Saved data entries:
==*==

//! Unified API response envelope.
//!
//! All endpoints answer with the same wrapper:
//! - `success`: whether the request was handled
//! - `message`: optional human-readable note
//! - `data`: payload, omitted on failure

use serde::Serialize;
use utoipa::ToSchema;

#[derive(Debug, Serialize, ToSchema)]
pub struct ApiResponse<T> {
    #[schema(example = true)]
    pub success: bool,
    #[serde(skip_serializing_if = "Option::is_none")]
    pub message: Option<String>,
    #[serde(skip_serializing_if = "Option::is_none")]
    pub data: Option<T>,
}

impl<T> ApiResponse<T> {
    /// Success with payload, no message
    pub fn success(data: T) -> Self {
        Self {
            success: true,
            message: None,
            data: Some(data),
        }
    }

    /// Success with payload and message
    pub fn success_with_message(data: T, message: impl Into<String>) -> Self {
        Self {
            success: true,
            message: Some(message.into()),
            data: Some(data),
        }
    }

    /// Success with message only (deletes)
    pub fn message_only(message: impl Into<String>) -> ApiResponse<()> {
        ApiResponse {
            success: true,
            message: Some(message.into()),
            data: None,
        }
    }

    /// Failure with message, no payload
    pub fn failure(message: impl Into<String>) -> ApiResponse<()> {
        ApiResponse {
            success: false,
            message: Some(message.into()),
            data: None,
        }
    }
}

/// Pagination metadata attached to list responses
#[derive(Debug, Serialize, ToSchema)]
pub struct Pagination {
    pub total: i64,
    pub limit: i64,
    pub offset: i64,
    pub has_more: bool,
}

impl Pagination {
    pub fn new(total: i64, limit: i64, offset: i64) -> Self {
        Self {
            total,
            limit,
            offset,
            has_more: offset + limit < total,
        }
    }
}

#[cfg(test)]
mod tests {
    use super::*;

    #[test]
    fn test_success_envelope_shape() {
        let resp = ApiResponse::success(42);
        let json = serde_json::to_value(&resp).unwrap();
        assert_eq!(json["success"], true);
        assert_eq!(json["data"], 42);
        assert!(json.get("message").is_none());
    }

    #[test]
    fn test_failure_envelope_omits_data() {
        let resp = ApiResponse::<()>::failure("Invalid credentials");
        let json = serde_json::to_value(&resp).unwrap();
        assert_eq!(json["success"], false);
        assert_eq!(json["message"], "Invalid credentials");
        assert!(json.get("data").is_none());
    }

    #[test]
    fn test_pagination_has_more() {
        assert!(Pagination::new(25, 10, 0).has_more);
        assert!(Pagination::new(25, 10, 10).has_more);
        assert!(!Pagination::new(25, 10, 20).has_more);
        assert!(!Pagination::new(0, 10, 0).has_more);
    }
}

==*==

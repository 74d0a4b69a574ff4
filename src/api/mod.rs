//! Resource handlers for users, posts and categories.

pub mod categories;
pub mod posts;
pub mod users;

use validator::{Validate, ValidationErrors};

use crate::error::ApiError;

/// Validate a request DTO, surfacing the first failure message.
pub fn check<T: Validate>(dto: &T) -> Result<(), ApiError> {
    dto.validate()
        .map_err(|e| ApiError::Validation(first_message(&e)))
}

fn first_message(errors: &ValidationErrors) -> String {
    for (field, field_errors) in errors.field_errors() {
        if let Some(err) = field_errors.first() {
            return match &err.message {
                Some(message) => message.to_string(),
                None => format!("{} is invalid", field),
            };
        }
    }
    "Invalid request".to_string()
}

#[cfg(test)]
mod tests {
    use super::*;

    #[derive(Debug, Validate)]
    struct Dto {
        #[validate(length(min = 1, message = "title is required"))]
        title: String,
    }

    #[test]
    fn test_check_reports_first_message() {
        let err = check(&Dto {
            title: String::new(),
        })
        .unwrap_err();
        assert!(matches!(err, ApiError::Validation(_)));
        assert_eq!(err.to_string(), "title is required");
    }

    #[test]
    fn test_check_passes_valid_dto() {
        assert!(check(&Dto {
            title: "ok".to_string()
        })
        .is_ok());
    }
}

==*==

Try it
The word is "credentials". Copy every line above where it appears.

Task result
        let resp = ApiResponse::<()>::failure("Invalid credentials");
        assert_eq!(json["message"], "Invalid credentials");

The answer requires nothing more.